Whiteness Fractured helps us comprehend past and current issues regarding whiteness and its relationship with white supremacy, such as the appeal of “The Great Replacement” theory. This ethnonationalistic conspiracy theory argues that the non-European migrants’ ‘invasion’ will push white people into extinction. People often assume that white nationalists are too different from mainstream society to comprehend; however, Levine-Rasky maintains in Whiteness Fractured that this is a problematic idea to support. Levine-Rasky argues that white supremacy is more than cognitive biases, white supremacy roots in the emotionality and the complexity of whiteness. White emotions differ from regular ones as they root in Eurocentric values, significantly negative emotions like white guilt and white rage. As a result, anti-racist policies and practices that challenge Eurocentric values often cause white emotions and reactions to occur, and this process highlights the need for deradicalization work to ensure white emotions do not turn further towards white nationalism.

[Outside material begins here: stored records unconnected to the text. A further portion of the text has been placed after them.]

//! Per-document operation sequencing.
//!
//! Architecture:
//! ```text
//! submit(doc A) ──┐                       ┌── worker A ──┐
//! submit(doc A) ──┼──► mpsc queue (FIFO) ─┤  Idle ⇄ Processing
//! submit(doc B) ──┘                       └── worker B ──┘
//!                                                │
//!                                 transform against (base, current]
//!                                                │
//!                                   VersionLog::append(op, current)
//!                                                │
//!                                  AcceptListener::on_accepted(entry)
//! ```
//!
//! Each document gets one worker task that owns its queue, so a document
//! is only ever appended to by a single writer. Workers of different
//! documents run in parallel. A queued operation always completes, even if
//! the submitter stops waiting for the reply.
//!
//! Log appends may fsync, so each operation is sequenced on the blocking
//! pool while the worker task waits for it. A worker whose queue stays
//! empty for `worker_idle_ms` removes itself from the worker map and exits;
//! the next submission for that document starts a fresh one.

use std::collections::HashMap;
use std::sync::atomic::{AtomicBool, AtomicU64, AtomicUsize, Ordering};
use std::sync::Arc;

use parking_lot::Mutex;
use quire_ot::Tie;
use serde::{Deserialize, Serialize};
use tokio::sync::{mpsc, oneshot};
use tokio::task::JoinHandle;

use crate::config::SequencerConfig;
use crate::error::CollabError;
use crate::model::{Acceptance, DocumentId, Operation, Submission, VersionEntry};
use crate::storage::{LogError, VersionLog};

/// Called by a worker after each append, before the next operation of the
/// same document is processed. Calls for one document arrive in version order.
pub trait AcceptListener: Send + Sync {
    fn on_accepted(&self, entry: &VersionEntry);
}

/// Whether a document's worker is currently sequencing an operation.
#[derive(Debug, Clone, Copy, PartialEq, Eq, Serialize, Deserialize)]
pub enum SequencerState {
    /// Nothing queued; also reported for documents without a worker.
    Idle,
    /// At least one operation is queued or in flight.
    Processing,
}

/// Counters across every document since the sequencer was created.
#[derive(Debug, Clone, Default, PartialEq, Eq)]
pub struct SequencerStats {
    /// Operations appended to the log.
    pub accepted: u64,
    /// Accepted operations that were authored against a stale version.
    pub transformed: u64,
    /// Operations that failed after being queued.
    pub rejected: u64,
    /// Documents with a live worker task.
    pub active_documents: usize,
}

/// Lock-free counters so workers never contend on stats.
#[derive(Default)]
struct AtomicSequencerStats {
    accepted: AtomicU64,
    transformed: AtomicU64,
    rejected: AtomicU64,
}

/// A queued submission and the channel its outcome goes back on.
struct Job {
    submission: Submission,
    reply: oneshot::Sender<Result<Acceptance, CollabError>>,
}

/// Worker state readable without going through the queue.
#[derive(Default)]
struct WorkerShared {
    /// Jobs queued or in flight. Only incremented under the worker map lock.
    depth: AtomicUsize,
    processing: AtomicBool,
}

/// Handle to one document's worker task.
struct Worker {
    queue: mpsc::UnboundedSender<Job>,
    shared: Arc<WorkerShared>,
    task: JoinHandle<()>,
}

type WorkerMap = Mutex<HashMap<DocumentId, Worker>>;

/// State shared by every worker.
struct Core {
    log: Arc<dyn VersionLog>,
    config: SequencerConfig,
    listeners: Vec<Arc<dyn AcceptListener>>,
    stats: AtomicSequencerStats,
}

/// Orders submissions per document and appends them to the version log.
pub struct Sequencer {
    core: Arc<Core>,
    /// Live workers, keyed by document. Shared with the workers so an idle
    /// one can remove itself.
    workers: Arc<WorkerMap>,
    closed: AtomicBool,
}

impl Sequencer {
    /// Create a sequencer over `log`. `listeners` are called, in order,
    /// after every append.
    pub fn new(
        log: Arc<dyn VersionLog>,
        config: SequencerConfig,
        listeners: Vec<Arc<dyn AcceptListener>>,
    ) -> Self {
        Self {
            core: Arc::new(Core {
                log,
                config,
                listeners,
                stats: AtomicSequencerStats::default(),
            }),
            workers: Arc::new(Mutex::new(HashMap::new())),
            closed: AtomicBool::new(false),
        }
    }

    /// Queue `submission` behind earlier operations on the same document
    /// and wait for its outcome.
    ///
    /// Dropping the returned future does not withdraw the submission; it is
    /// still sequenced and logged.
    pub async fn submit(&self, submission: Submission) -> Result<Acceptance, CollabError> {
        if self.closed.load(Ordering::Acquire) {
            return Err(CollabError::Shutdown);
        }

        let (reply, outcome) = oneshot::channel();
        {
            let mut workers = self.workers.lock();
            let worker = workers
                .entry(submission.document)
                .or_insert_with(|| self.spawn_worker(submission.document));

            let depth = worker.shared.depth.fetch_add(1, Ordering::AcqRel) + 1;
            if depth >= self.core.config.queue_warn_depth {
                log::warn!("Document {} has {depth} queued operations", submission.document);
            }
            if let Err(mpsc::error::SendError(job)) = worker.queue.send(Job { submission, reply }) {
                worker.shared.depth.fetch_sub(1, Ordering::AcqRel);
                workers.remove(&job.submission.document);
                return Err(CollabError::Shutdown);
            }
        }

        outcome.await.map_err(|_| CollabError::Shutdown)?
    }

    fn spawn_worker(&self, document: DocumentId) -> Worker {
        let (queue, jobs) = mpsc::unbounded_channel();
        let shared = Arc::new(WorkerShared::default());
        let task = tokio::spawn(run_worker(
            self.core.clone(),
            self.workers.clone(),
            document,
            jobs,
            shared.clone(),
        ));
        log::debug!("Started sequencer worker for document {document}");
        Worker { queue, shared, task }
    }

    /// `Processing` while any operation of `document` is queued or in
    /// flight, `Idle` otherwise.
    pub fn state(&self, document: DocumentId) -> SequencerState {
        match self.workers.lock().get(&document) {
            Some(worker) if worker.shared.processing.load(Ordering::Acquire) => SequencerState::Processing,
            _ => SequencerState::Idle,
        }
    }

    /// Operations queued or in flight for `document`.
    pub fn queue_depth(&self, document: DocumentId) -> usize {
        self.workers
            .lock()
            .get(&document)
            .map_or(0, |w| w.shared.depth.load(Ordering::Acquire))
    }

    /// Snapshot of the counters and the number of live workers.
    pub fn stats(&self) -> SequencerStats {
        let stats = &self.core.stats;
        SequencerStats {
            accepted: stats.accepted.load(Ordering::Relaxed),
            transformed: stats.transformed.load(Ordering::Relaxed),
            rejected: stats.rejected.load(Ordering::Relaxed),
            active_documents: self.workers.lock().len(),
        }
    }

    /// Refuse new submissions and wait for queued operations to complete.
    ///
    /// Every worker drains its queue before it stops, so all outstanding
    /// submissions receive their outcome.
    pub async fn shutdown(&self) {
        self.closed.store(true, Ordering::Release);
        let workers = std::mem::take(&mut *self.workers.lock());
        log::info!("Sequencer shutting down ({} workers)", workers.len());

        for (document, worker) in workers {
            drop(worker.queue);
            if let Err(e) = worker.task.await {
                log::error!("Sequencer worker for document {document} failed: {e}");
            }
        }
    }
}

async fn run_worker(
    core: Arc<Core>,
    workers: Arc<WorkerMap>,
    document: DocumentId,
    mut jobs: mpsc::UnboundedReceiver<Job>,
    shared: Arc<WorkerShared>,
) {
    let idle_timeout = core.config.worker_idle_timeout();
    loop {
        let received = match idle_timeout {
            Some(idle) => tokio::time::timeout(idle, jobs.recv()).await,
            None => Ok(jobs.recv().await),
        };
        let job = match received {
            Ok(Some(job)) => job,
            Ok(None) => break,
            Err(_) => {
                // Submitters bump `depth` under this lock before sending,
                // so zero here means the queue is empty and stays empty.
                let mut map = workers.lock();
                if shared.depth.load(Ordering::Acquire) > 0 {
                    continue;
                }
                if map.get(&document).is_some_and(|w| Arc::ptr_eq(&w.shared, &shared)) {
                    map.remove(&document);
                }
                log::debug!("Retired idle sequencer worker for document {document}");
                return;
            }
        };

        shared.processing.store(true, Ordering::Release);

        let Job { submission, reply } = job;
        let sequencing = core.clone();
        let result = tokio::task::spawn_blocking(move || sequencing.sequence(&submission))
            .await
            .unwrap_or_else(|e| Err(CollabError::storage(format!("sequencing task failed: {e}"))));
        if let Err(e) = &result {
            core.stats.rejected.fetch_add(1, Ordering::Relaxed);
            match e {
                CollabError::StorageFailure(_) => log::error!("Document {document}: {e}"),
                _ => log::warn!("Rejected operation on document {document}: {e}"),
            }
        }

        if shared.depth.fetch_sub(1, Ordering::AcqRel) == 1 {
            shared.processing.store(false, Ordering::Release);
        }
        // The submitter may have gone away; the outcome stands regardless.
        let _ = reply.send(result);
    }
    log::debug!("Sequencer worker for document {document} stopped");
}

impl Core {
    /// Rebase onto the newest version and append, retrying while another
    /// writer moves the log. Runs on the blocking pool.
    fn sequence(&self, submission: &Submission) -> Result<Acceptance, CollabError> {
        let mut retries = 0;
        loop {
            let current = self.log.current_version(submission.document)?;
            if submission.base_version > current {
                return Err(CollabError::FutureVersion {
                    base: submission.base_version,
                    current,
                });
            }

            let components = self.rebase(submission, current)?;
            let transformed_over = current - submission.base_version;
            let operation = Operation::new(
                submission.document,
                submission.author,
                submission.base_version,
                components,
            );

            match self.log.append(operation, current) {
                Ok(entry) => {
                    self.stats.accepted.fetch_add(1, Ordering::Relaxed);
                    if transformed_over > 0 {
                        self.stats.transformed.fetch_add(1, Ordering::Relaxed);
                        log::debug!(
                            "Transformed operation on {} over {transformed_over} versions",
                            entry.document
                        );
                    }
                    log::debug!("Accepted version {} of document {}", entry.version, entry.document);

                    for listener in &self.listeners {
                        listener.on_accepted(&entry);
                    }
                    return Ok(Acceptance {
                        version: entry.version,
                        components: entry.operation.components,
                        operation_id: entry.operation.id,
                        transformed_over,
                    });
                }
                Err(LogError::VersionConflict { expected, current }) => {
                    if retries >= self.config.max_transform_retries {
                        return Err(CollabError::storage(format!(
                            "log kept moving after {retries} retries (expected {expected}, found {current})"
                        )));
                    }
                    retries += 1;
                    log::debug!("Version conflict on {}, retry {retries}", submission.document);
                }
                Err(e) => return Err(e.into()),
            }
        }
    }

    /// Transform the submission over every entry in `(base, current]`.
    fn rebase(&self, submission: &Submission, current: u64) -> Result<quire_ot::TextOperation, CollabError> {
        let mut components = submission.components.clone();
        if submission.base_version == current {
            return Ok(components);
        }

        let entries = self.log.entries_since(submission.document, submission.base_version)?;
        for entry in entries.iter().take_while(|e| e.version <= current) {
            let tie = Tie::between(&submission.author, &entry.operation.author);
            let (rebased, _) = quire_ot::transform(&components, &entry.operation.components, tie)
                .map_err(|e| {
                    CollabError::malformed(format!(
                        "operation does not fit version {}: {e}",
                        entry.version - 1
                    ))
                })?;
            components = rebased;
        }
        Ok(components)
    }
}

Scholars researching white supremacy should consider reading this book to understand how whiteness impacts white people's perspective, identity, relationships, and emotionality, regardless of if they identify as not racists, anti-racists, or nationalists. The information provided by Levine-Rasky is also helpful for people uninformed with theories on race and racism in general, just as the psychanalysis resources Levine-Rasky provides will strike curiosity for readers who are unfamiliar with psychoanalysis as a philosophy.